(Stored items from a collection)

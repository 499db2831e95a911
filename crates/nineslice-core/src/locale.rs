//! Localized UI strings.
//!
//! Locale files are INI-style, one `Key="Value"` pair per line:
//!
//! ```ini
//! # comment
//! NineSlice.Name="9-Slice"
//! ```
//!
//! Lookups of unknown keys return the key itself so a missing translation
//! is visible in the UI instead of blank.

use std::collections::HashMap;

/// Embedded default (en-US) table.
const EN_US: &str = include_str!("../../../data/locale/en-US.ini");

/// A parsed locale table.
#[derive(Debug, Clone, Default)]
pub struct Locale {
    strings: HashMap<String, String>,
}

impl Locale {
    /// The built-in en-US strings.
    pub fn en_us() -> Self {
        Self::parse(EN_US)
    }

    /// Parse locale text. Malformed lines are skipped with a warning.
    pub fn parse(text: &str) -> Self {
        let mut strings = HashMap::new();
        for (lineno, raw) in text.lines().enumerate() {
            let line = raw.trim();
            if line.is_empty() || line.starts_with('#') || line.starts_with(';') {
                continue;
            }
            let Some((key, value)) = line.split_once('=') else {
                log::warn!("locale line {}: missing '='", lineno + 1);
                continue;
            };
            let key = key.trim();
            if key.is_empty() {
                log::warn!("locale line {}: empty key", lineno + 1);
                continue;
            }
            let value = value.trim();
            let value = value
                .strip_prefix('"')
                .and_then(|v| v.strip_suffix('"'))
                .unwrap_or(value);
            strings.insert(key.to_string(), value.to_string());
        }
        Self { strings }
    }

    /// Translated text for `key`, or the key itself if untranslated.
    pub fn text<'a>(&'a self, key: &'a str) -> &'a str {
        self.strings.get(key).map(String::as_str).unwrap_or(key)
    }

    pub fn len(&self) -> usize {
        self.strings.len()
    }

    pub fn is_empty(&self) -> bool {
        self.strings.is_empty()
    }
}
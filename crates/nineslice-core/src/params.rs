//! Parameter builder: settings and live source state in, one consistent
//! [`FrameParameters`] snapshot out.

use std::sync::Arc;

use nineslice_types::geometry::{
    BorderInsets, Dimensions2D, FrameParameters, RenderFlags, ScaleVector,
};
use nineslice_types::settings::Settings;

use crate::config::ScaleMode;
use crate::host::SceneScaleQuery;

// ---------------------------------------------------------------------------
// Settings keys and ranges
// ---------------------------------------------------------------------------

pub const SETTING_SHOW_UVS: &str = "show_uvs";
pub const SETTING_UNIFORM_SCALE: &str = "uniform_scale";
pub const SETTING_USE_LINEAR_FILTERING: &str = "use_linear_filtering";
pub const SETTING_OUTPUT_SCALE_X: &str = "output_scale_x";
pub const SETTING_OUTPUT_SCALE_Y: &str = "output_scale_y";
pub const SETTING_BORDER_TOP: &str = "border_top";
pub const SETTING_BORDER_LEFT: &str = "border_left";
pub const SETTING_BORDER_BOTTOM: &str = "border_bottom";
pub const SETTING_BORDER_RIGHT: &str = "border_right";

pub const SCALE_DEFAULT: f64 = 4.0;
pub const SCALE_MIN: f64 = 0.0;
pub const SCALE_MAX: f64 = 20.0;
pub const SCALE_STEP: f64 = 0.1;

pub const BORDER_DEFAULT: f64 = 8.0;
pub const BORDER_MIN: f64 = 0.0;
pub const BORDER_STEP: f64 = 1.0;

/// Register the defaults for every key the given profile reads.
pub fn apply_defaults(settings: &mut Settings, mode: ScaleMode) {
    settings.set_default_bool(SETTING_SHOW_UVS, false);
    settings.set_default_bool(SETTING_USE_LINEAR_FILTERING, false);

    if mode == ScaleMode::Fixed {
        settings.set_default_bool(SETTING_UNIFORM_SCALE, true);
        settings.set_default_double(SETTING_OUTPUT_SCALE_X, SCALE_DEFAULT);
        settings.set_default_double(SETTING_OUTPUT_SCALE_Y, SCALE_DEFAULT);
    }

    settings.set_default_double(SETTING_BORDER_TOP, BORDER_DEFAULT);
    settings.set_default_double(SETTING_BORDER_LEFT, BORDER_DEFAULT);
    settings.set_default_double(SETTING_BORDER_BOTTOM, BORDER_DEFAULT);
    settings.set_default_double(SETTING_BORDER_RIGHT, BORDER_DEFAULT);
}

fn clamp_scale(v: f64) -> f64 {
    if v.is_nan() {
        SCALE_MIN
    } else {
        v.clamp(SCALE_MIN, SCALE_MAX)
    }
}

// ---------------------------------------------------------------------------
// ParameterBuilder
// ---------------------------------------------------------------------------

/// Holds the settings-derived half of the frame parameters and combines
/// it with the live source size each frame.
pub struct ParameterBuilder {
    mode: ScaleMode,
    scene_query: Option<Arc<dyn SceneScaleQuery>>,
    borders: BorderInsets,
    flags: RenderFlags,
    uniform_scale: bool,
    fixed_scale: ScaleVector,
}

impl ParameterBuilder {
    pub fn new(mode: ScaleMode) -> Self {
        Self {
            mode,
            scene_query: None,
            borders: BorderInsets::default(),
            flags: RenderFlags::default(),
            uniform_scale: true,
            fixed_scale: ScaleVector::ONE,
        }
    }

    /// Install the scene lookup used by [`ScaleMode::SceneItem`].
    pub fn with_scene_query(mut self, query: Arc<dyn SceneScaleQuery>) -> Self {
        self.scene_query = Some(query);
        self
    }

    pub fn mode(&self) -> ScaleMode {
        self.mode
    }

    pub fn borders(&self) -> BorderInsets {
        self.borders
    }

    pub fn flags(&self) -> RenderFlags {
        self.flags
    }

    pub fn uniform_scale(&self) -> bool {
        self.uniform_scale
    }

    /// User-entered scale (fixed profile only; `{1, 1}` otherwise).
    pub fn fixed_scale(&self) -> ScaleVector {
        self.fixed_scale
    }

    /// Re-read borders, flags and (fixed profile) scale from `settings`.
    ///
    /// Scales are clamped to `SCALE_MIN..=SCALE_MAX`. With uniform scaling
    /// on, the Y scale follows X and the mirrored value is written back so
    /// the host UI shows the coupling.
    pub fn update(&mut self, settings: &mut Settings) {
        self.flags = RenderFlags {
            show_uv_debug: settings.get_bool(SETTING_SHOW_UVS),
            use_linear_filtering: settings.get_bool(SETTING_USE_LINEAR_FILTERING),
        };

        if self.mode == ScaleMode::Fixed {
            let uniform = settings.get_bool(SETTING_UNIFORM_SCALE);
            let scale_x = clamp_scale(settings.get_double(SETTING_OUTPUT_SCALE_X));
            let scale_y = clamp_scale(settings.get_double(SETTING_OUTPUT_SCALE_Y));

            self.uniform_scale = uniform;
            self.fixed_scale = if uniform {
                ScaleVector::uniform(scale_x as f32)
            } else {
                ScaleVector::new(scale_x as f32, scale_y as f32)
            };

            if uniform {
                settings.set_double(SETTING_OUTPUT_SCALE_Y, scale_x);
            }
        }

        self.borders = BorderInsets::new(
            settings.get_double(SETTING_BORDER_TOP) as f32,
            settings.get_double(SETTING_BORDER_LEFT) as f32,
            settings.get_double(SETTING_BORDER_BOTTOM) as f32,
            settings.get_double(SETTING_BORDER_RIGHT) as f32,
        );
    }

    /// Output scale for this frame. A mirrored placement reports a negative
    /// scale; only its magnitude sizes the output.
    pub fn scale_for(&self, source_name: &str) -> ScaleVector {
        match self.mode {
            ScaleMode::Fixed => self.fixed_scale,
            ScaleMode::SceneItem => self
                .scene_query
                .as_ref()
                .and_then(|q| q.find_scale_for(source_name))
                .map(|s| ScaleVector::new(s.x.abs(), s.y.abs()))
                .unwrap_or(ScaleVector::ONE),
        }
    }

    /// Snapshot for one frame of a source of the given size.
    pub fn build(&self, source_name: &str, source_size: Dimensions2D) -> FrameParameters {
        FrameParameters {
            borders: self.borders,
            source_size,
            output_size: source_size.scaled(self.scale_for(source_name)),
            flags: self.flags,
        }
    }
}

● Work order:
Begin at the first line of the records above and quote every line verbatim through the one that contains "let line = raw.trim();".

● Your response:
repository 499db2831e95a911
filename crates/nineslice-core/src/locale.rs
//! Localized UI strings.
//!
//! Locale files are INI-style, one `Key="Value"` pair per line:
//!
//! ```ini
//! # comment
//! NineSlice.Name="9-Slice"
//! ```
//!
//! Lookups of unknown keys return the key itself so a missing translation
//! is visible in the UI instead of blank.

use std::collections::HashMap;

/// Embedded default (en-US) table.
const EN_US: &str = include_str!("../../../data/locale/en-US.ini");

/// A parsed locale table.
#[derive(Debug, Clone, Default)]
pub struct Locale {
    strings: HashMap<String, String>,
}

impl Locale {
    /// The built-in en-US strings.
    pub fn en_us() -> Self {
        Self::parse(EN_US)
    }

    /// Parse locale text. Malformed lines are skipped with a warning.
    pub fn parse(text: &str) -> Self {
        let mut strings = HashMap::new();
        for (lineno, raw) in text.lines().enumerate() {
            let line = raw.trim();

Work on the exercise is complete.